[Collected data]
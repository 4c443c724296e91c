//! Terminal output utilities

use std::sync::atomic::{AtomicBool, Ordering};

use console::style;

static VERBOSE: AtomicBool = AtomicBool::new(false);

/// Turn per-step output on or off for the rest of the process
pub fn set_verbose(verbose: bool) {
    VERBOSE.store(verbose, Ordering::Relaxed);
}

/// Whether `--verbose` is active
pub fn is_verbose() -> bool {
    VERBOSE.load(Ordering::Relaxed)
}

/// Print an error message to stderr
///
/// The `Error:` prefix is shared by fatal and non-fatal failures.
pub fn print_error(message: &str) {
    eprintln!("{} {}", style("Error:").red().bold(), message);
}

/// Print a warning message to stderr
pub fn print_warning(message: &str) {
    eprintln!("{}: {}", style("warning").yellow().bold(), message);
}

/// Print a success message
pub fn print_success(message: &str) {
    println!("{}: {}", style("success").green().bold(), message);
}

/// Print an info message
pub fn print_info(message: &str) {
    println!("{}", message);
}

/// Print a per-step progress line, only with `--verbose`
pub fn print_step(message: &str) {
    if is_verbose() {
        println!("  {} {}", style("•").dim(), message);
    }
}
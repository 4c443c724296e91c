//! go-setup - Go project scaffolding CLI
//!
//! Materializes the recommended Go project layout into an existing
//! directory: directories, boilerplate files from an embedded bundle, and
//! optionally the contents of user-maintained profiles.
//!
//! ## Architecture
//!
//! ```text
//! cli → commands/init → profile/ (tree copy) → scaffold/ (plan → apply)
//! ```

mod cli;
mod commands;
mod config;
mod error;
mod profile;
mod scaffold;
mod utils;

use anyhow::Result;
use clap::Parser;

use cli::Cli;

fn main() -> Result<()> {
    let cli = Cli::parse();
    cli.execute()
}
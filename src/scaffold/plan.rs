//! Structure planning and execution
//!
//! Each structure set is a fixed, ordered list of [`Step`]s relative to the
//! target location. Planning is pure; [`Scaffolder`] applies the steps and
//! turns every failure into a warning on the [`Report`].

use std::path::{Path, PathBuf};

use crate::config::validation::validate_module_path;
use crate::error::SetupError;
use crate::scaffold::materialize::{self, FILE_MODE};
use crate::scaffold::report::{Report, StepOutcome};
use crate::scaffold::request::{ScaffoldRequest, StructureSet};
use crate::scaffold::templates::{names, TemplateSource};

/// Top-level directories of the bare layout
pub const BARE_DIRS: &[&str] = &["bin", "configs", "docs", "examples", "pkg", "scripts"];

/// Nested directory of the bare layout
pub const BARE_NESTED_DIR: &[&str] = &["test", "data"];

/// Directories that complete the full layout
pub const REMAINDER_DIRS: &[&str] = &[
    "api",
    "assets",
    "build",
    "cmd",
    "deployments",
    "githooks",
    "init",
    "internal",
    "third_party",
    "tools",
    "web",
    "website",
];

/// Where a file's bytes come from
#[derive(Debug, Clone, PartialEq, Eq)]
pub enum Content {
    /// Named entry of the template bundle
    Template(&'static str),
    /// Generated bytes
    Inline(Vec<u8>),
}

/// One planned filesystem action
#[derive(Debug)]
pub enum Step {
    /// Create one directory; its parent must exist
    MakeDir(PathBuf),
    /// Create a directory with its parents
    MakeDirAll(PathBuf),
    /// Write a file that must not exist yet
    Materialize { dest: PathBuf, content: Content },
    /// A step that could not be planned
    Rejected(SetupError),
}

impl Step {
    fn template(dest: &str, name: &'static str) -> Self {
        Step::Materialize {
            dest: PathBuf::from(dest),
            content: Content::Template(name),
        }
    }
}

/// Steps for one structure set
pub fn plan(set: StructureSet, request: &ScaffoldRequest) -> Vec<Step> {
    match set {
        StructureSet::Bare => plan_bare(request),
        StructureSet::Ops => plan_ops(),
        StructureSet::Remainder => plan_remainder(),
    }
}

/// Minimal layout: six directories, `test/data`, then the boilerplate files
pub fn plan_bare(request: &ScaffoldRequest) -> Vec<Step> {
    let mut steps: Vec<Step> = BARE_DIRS
        .iter()
        .map(|dir| Step::MakeDir(PathBuf::from(dir)))
        .collect();
    steps.push(Step::MakeDirAll(BARE_NESTED_DIR.iter().collect()));

    steps.push(Step::template("main.go", names::MAIN_GO));
    steps.push(Step::template(".gitignore", names::GITIGNORE));
    steps.push(Step::template("Makefile", names::MAKEFILE));
    steps.push(Step::template("README.md", names::README));

    match request.license.template() {
        Ok(name) => steps.push(Step::template("LICENSE", name)),
        Err(e) => steps.push(Step::Rejected(e)),
    }

    match validate_module_path(request.module_name()) {
        Ok(()) => steps.push(Step::Materialize {
            dest: PathBuf::from("go.mod"),
            content: Content::Inline(
                module_manifest(request.module_name(), &request.go_version).into_bytes(),
            ),
        }),
        Err(e) => steps.push(Step::Rejected(e)),
    }
    steps.push(Step::template("CHANGELOG.md", names::CHANGELOG));
    steps
}

/// Container build and CI pipeline descriptors
pub fn plan_ops() -> Vec<Step> {
    vec![
        Step::template("Dockerfile", names::DOCKERFILE),
        Step::template("Jenkinsfile", names::JENKINSFILE),
    ]
}

/// Rest of the full layout: directories only
pub fn plan_remainder() -> Vec<Step> {
    REMAINDER_DIRS
        .iter()
        .map(|dir| Step::MakeDir(PathBuf::from(dir)))
        .collect()
}

/// go.mod content
pub fn module_manifest(module_path: &str, go_version: &str) -> String {
    format!("module {}\n\ngo {}\n", module_path, go_version)
}

/// Applies planned steps under a root directory
pub struct Scaffolder<'a, T: TemplateSource + ?Sized> {
    root: &'a Path,
    templates: &'a T,
}

impl<'a, T: TemplateSource + ?Sized> Scaffolder<'a, T> {
    pub fn new(root: &'a Path, templates: &'a T) -> Self {
        Self { root, templates }
    }

    /// Apply every step in order; failures are recorded and skipped
    pub fn apply(&self, steps: Vec<Step>, report: &mut Report) {
        for step in steps {
            report.record(self.apply_step(step));
        }
    }

    fn apply_step(&self, step: Step) -> StepOutcome {
        match step {
            Step::MakeDir(rel) => {
                let path = self.root.join(rel);
                let result = materialize::create_dir(&path);
                StepOutcome::from_result(&path, result)
            }
            Step::MakeDirAll(rel) => {
                let path = self.root.join(rel);
                let result = materialize::create_dir_all(&path);
                StepOutcome::from_result(&path, result)
            }
            Step::Materialize { dest, content } => {
                let path = self.root.join(dest);
                let result = match &content {
                    Content::Template(name) => match self.templates.get(name) {
                        Some(bytes) => materialize::create_file(&path, bytes, FILE_MODE),
                        None => Err(SetupError::TemplateMissing {
                            name: (*name).to_string(),
                        }),
                    },
                    Content::Inline(bytes) => materialize::create_file(&path, bytes, FILE_MODE),
                };
                StepOutcome::from_result(&path, result)
            }
            Step::Rejected(e) => StepOutcome::Skipped(e),
        }
    }
}
//! Shared helpers

pub mod paths;
pub mod terminal;
pub mod tools;
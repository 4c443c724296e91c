//! CLI argument parsing using clap derive macros

use anyhow::Result;
use clap::{Parser, Subcommand};

use crate::commands::{init::InitCommand, profile::ProfileCommand};
use crate::utils::terminal;

/// go-setup - Go project scaffolding
///
/// Lays out the recommended Go project structure with boilerplate files,
/// optionally seeded from your own profiles.
#[derive(Parser, Debug)]
#[command(name = "go-setup")]
#[command(author, version, about, long_about = None)]
#[command(propagate_version = true)]
pub struct Cli {
    /// Enable verbose output
    #[arg(short, long, global = true)]
    pub verbose: bool,

    /// Disable colored output
    #[arg(long, global = true)]
    pub no_color: bool,

    #[command(subcommand)]
    pub command: Commands,
}

/// Available commands
#[derive(Subcommand, Debug)]
pub enum Commands {
    /// Initialize a project with the recommended directories and files
    Init(InitCommand),

    /// Manage profiles stored in ~/.go-setup/profiles
    Profile(ProfileCommand),
}

impl Cli {
    /// Execute the CLI command
    pub fn execute(self) -> Result<()> {
        // Set up terminal colors
        if self.no_color {
            console::set_colors_enabled(false);
            console::set_colors_enabled_stderr(false);
        }
        terminal::set_verbose(self.verbose);

        match self.command {
            Commands::Init(cmd) => cmd.execute(),
            Commands::Profile(cmd) => cmd.execute(),
        }
    }
}
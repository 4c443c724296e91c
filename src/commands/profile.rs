//! Profile command implementation

use std::path::PathBuf;

use anyhow::Result;
use clap::{Args, Subcommand};

use crate::error::SetupError;
use crate::profile::ProfileStore;
use crate::utils::paths::ConfigPaths;
use crate::utils::terminal::{print_error, print_info, print_success, print_warning};

/// Manage stored profiles
#[derive(Args, Debug)]
pub struct ProfileCommand {
    #[command(subcommand)]
    pub action: ProfileAction,
}

/// Profile subcommands
#[derive(Subcommand, Debug)]
pub enum ProfileAction {
    /// List stored profiles
    List,

    /// Store a copy of a directory as a new profile
    Add {
        /// Profile name
        name: String,

        /// Directory to copy into the profile
        #[arg(long, default_value = ".")]
        from: PathBuf,
    },

    /// Print the directory holding the profiles
    Path,
}

impl ProfileCommand {
    /// Execute the profile command
    pub fn execute(self) -> Result<()> {
        let store = ConfigPaths::discover()
            .map(ProfileStore::new)
            .unwrap_or_else(|e| fail(e));

        match self.action {
            ProfileAction::List => {
                let names = store.list().unwrap_or_else(|e| fail(e));
                if names.is_empty() {
                    print_info(&format!(
                        "No profiles yet. Add one with: go-setup profile add <name> --from <dir>  (stored in {})",
                        store.root().display()
                    ));
                }
                for name in names {
                    println!("{}", name);
                }
            }
            ProfileAction::Add { name, from } => {
                let copied = store.add(&name, &from).unwrap_or_else(|e| fail(e));
                for err in &copied.errors {
                    print_error(&err.to_string());
                }
                if copied.is_clean() {
                    print_success(&format!("profile '{}' added: {}", name, copied.summary()));
                } else {
                    print_warning(&format!(
                        "profile '{}' added with issues: {}",
                        name,
                        copied.summary()
                    ));
                }
            }
            ProfileAction::Path => println!("{}", store.root().display()),
        }

        Ok(())
    }
}

fn fail(err: SetupError) -> ! {
    err.display_with_hints();
    std::process::exit(1);
}
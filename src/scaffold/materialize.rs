//! Writing template payloads and directories into the target location

use std::fs::{self, OpenOptions};
use std::io::Write;
use std::path::Path;

use crate::error::SetupError;

/// Permission bits for generated files
pub const FILE_MODE: u32 = 0o644;

/// Permission bits for generated directories
pub const DIR_MODE: u32 = 0o755;

/// Create `path` with `content`, refusing to touch an existing file
///
/// The existence check and the create are a single `create_new` open, so a
/// file that appears between runs is never clobbered. Content is written in
/// one call and no cleanup is attempted if that write fails.
pub fn create_file(path: &Path, content: &[u8], mode: u32) -> Result<(), SetupError> {
    let mut options = OpenOptions::new();
    options.write(true).create_new(true);

    #[cfg(unix)]
    {
        use std::os::unix::fs::OpenOptionsExt;
        options.mode(mode);
    }
    #[cfg(not(unix))]
    let _ = mode;

    let mut file = options
        .open(path)
        .map_err(|e| SetupError::io("create file", path, e))?;
    file.write_all(content)
        .map_err(|e| SetupError::io("write", path, e))?;
    Ok(())
}

/// Create a single directory; the parent must exist
pub fn create_dir(path: &Path) -> Result<(), SetupError> {
    let mut builder = fs::DirBuilder::new();

    #[cfg(unix)]
    {
        use std::os::unix::fs::DirBuilderExt;
        builder.mode(DIR_MODE);
    }

    builder
        .create(path)
        .map_err(|e| SetupError::io("create directory", path, e))
}

/// Create a directory and any missing parents
///
/// Reports `AlreadyExists` when the leaf directory was already present so
/// that repeated runs surface the same "already exists" outcome as
/// [`create_dir`].
pub fn create_dir_all(path: &Path) -> Result<(), SetupError> {
    if path.exists() {
        return Err(SetupError::AlreadyExists {
            path: path.to_path_buf(),
        });
    }

    let mut builder = fs::DirBuilder::new();
    builder.recursive(true);

    #[cfg(unix)]
    {
        use std::os::unix::fs::DirBuilderExt;
        builder.mode(DIR_MODE);
    }

    builder
        .create(path)
        .map_err(|e| SetupError::io("create directory", path, e))
}
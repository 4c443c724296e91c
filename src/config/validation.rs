//! Validation of user-supplied names with helpful error messages

use std::path::{Component, Path};

use crate::error::SetupError;

/// Profile names must be a single normal path component
///
/// Rejects empty names, `.`/`..`, separators and absolute paths so a
/// profile always resolves to a direct child of the profiles directory.
pub fn validate_profile_name(name: &str) -> Result<(), SetupError> {
    let mut components = Path::new(name).components();
    let valid = matches!(
        (components.next(), components.next()),
        (Some(Component::Normal(_)), None)
    );

    if !valid || name.contains(['/', '\\']) {
        return Err(SetupError::profile_error_with_hint(
            name,
            "profile names must be a single directory name",
            "Use names like 'web' or 'cli-base'",
        ));
    }

    Ok(())
}

/// Module paths end up verbatim in `go.mod` and cannot contain whitespace
pub fn validate_module_path(module_path: &str) -> Result<(), SetupError> {
    if module_path.trim().is_empty() || module_path.chars().any(char::is_whitespace) {
        return Err(SetupError::config_error_with_hint(
            format!("Invalid module path: '{}'", module_path),
            "Use an import path like github.com/jane/app",
        ));
    }
    Ok(())
}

Work order: When a line of the records includes "full", that line belongs in the answer.

Solution to the problem:
/// Directories that complete the full layout
/// Rest of the full layout: directories only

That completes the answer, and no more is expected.